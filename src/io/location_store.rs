//! Remote location store client
//!
//! Wire contract:
//! - `POST /api/location` `{userId, lat, lng}` -> arbitrary JSON ack
//! - `GET /api/location/{id}` -> `{lat, lng, timestamp}` or `{}`
//! - `GET /api/locations` -> `{id: {lat, lng, timestamp}, ...}`

use crate::domain::types::Coordinate;
use async_trait::async_trait;
use reqwest::{Client, Url};
use serde::{Deserialize, Serialize};
use std::collections::BTreeMap;
use std::time::Duration;
use tracing::debug;

#[derive(Debug, thiserror::Error)]
pub enum StoreError {
    #[error("location store request failed: {0}")]
    Transport(#[from] reqwest::Error),

    #[error("location store returned status {0}")]
    Status(u16),

    #[error("invalid location store URL: {0}")]
    InvalidUrl(String),
}

/// Body of `POST /api/location`
#[derive(Debug, Clone, PartialEq, Serialize, Deserialize)]
pub struct LocationUpdate {
    #[serde(rename = "userId")]
    pub user_id: String,
    pub lat: f64,
    pub lng: f64,
}

impl LocationUpdate {
    pub fn new(user_id: &str, coordinate: Coordinate) -> Self {
        Self {
            user_id: user_id.to_string(),
            lat: coordinate.latitude,
            lng: coordinate.longitude,
        }
    }
}

/// A stored entry; every field may be absent for unknown users
#[derive(Debug, Clone, Default, PartialEq, Serialize, Deserialize)]
pub struct StoredLocation {
    #[serde(default, skip_serializing_if = "Option::is_none")]
    pub lat: Option<f64>,
    #[serde(default, skip_serializing_if = "Option::is_none")]
    pub lng: Option<f64>,
    /// Unix seconds when the server stored the entry
    #[serde(default, skip_serializing_if = "Option::is_none")]
    pub timestamp: Option<f64>,
}

impl StoredLocation {
    /// Coordinate if both fields are present and in range
    pub fn coordinate(&self) -> Option<Coordinate> {
        let c = Coordinate::new(self.lat?, self.lng?);
        c.is_valid().then_some(c)
    }
}

/// Remote key/value store of last-known coordinates per user
#[async_trait]
pub trait LocationStore: Send + Sync {
    /// Publish our coordinate; returns the store's ack payload
    async fn push_location(
        &self,
        user_id: &str,
        coordinate: Coordinate,
    ) -> Result<serde_json::Value, StoreError>;

    /// Most recent coordinate of `user_id`, `None` when the store has none
    async fn fetch_location(&self, user_id: &str) -> Result<Option<Coordinate>, StoreError>;

    /// Every entry the store holds
    async fn list_locations(&self) -> Result<BTreeMap<String, StoredLocation>, StoreError>;
}

/// HTTP implementation of [`LocationStore`]
pub struct HttpLocationStore {
    client: Client,
    base_url: Url,
}

impl HttpLocationStore {
    pub fn new(base_url: &str, timeout: Duration) -> Result<Self, StoreError> {
        let base_url =
            Url::parse(base_url).map_err(|e| StoreError::InvalidUrl(format!("{base_url}: {e}")))?;
        if base_url.cannot_be_a_base() {
            return Err(StoreError::InvalidUrl(base_url.to_string()));
        }

        // Built once for connection pooling
        let client = Client::builder().timeout(timeout).build()?;

        Ok(Self { client, base_url })
    }

    pub fn base_url(&self) -> &str {
        self.base_url.as_str()
    }

    /// Join path segments onto the base URL, percent-encoding each one
    fn endpoint(&self, segments: &[&str]) -> Result<Url, StoreError> {
        let mut url = self.base_url.clone();
        url.path_segments_mut()
            .map_err(|_| StoreError::InvalidUrl(self.base_url.to_string()))?
            .pop_if_empty()
            .extend(segments);
        Ok(url)
    }
}

#[async_trait]
impl LocationStore for HttpLocationStore {
    async fn push_location(
        &self,
        user_id: &str,
        coordinate: Coordinate,
    ) -> Result<serde_json::Value, StoreError> {
        let url = self.endpoint(&["api", "location"])?;
        let response =
            self.client.post(url).json(&LocationUpdate::new(user_id, coordinate)).send().await?;

        let status = response.status();
        if !status.is_success() {
            return Err(StoreError::Status(status.as_u16()));
        }

        let ack: serde_json::Value = response.json().await?;
        debug!(user_id = %user_id, ack = %ack, "location_push_ack");
        Ok(ack)
    }

    async fn fetch_location(&self, user_id: &str) -> Result<Option<Coordinate>, StoreError> {
        let url = self.endpoint(&["api", "location", user_id])?;
        let response = self.client.get(url).send().await?;

        let status = response.status();
        if !status.is_success() {
            return Err(StoreError::Status(status.as_u16()));
        }

        let stored: StoredLocation = response.json().await?;
        Ok(stored.coordinate())
    }

    async fn list_locations(&self) -> Result<BTreeMap<String, StoredLocation>, StoreError> {
        let url = self.endpoint(&["api", "locations"])?;
        let response = self.client.get(url).send().await?;

        let status = response.status();
        if !status.is_success() {
            return Err(StoreError::Status(status.as_u16()));
        }

        Ok(response.json().await?)
    }
}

» **Your assignment**
Which lines of the records above contain the word "timestamp"? Report each one.

» **Your response**
//! - `GET /api/location/{id}` -> `{lat, lng, timestamp}` or `{}`
//! - `GET /api/locations` -> `{id: {lat, lng, timestamp}, ...}`
    pub timestamp: Option<f64>,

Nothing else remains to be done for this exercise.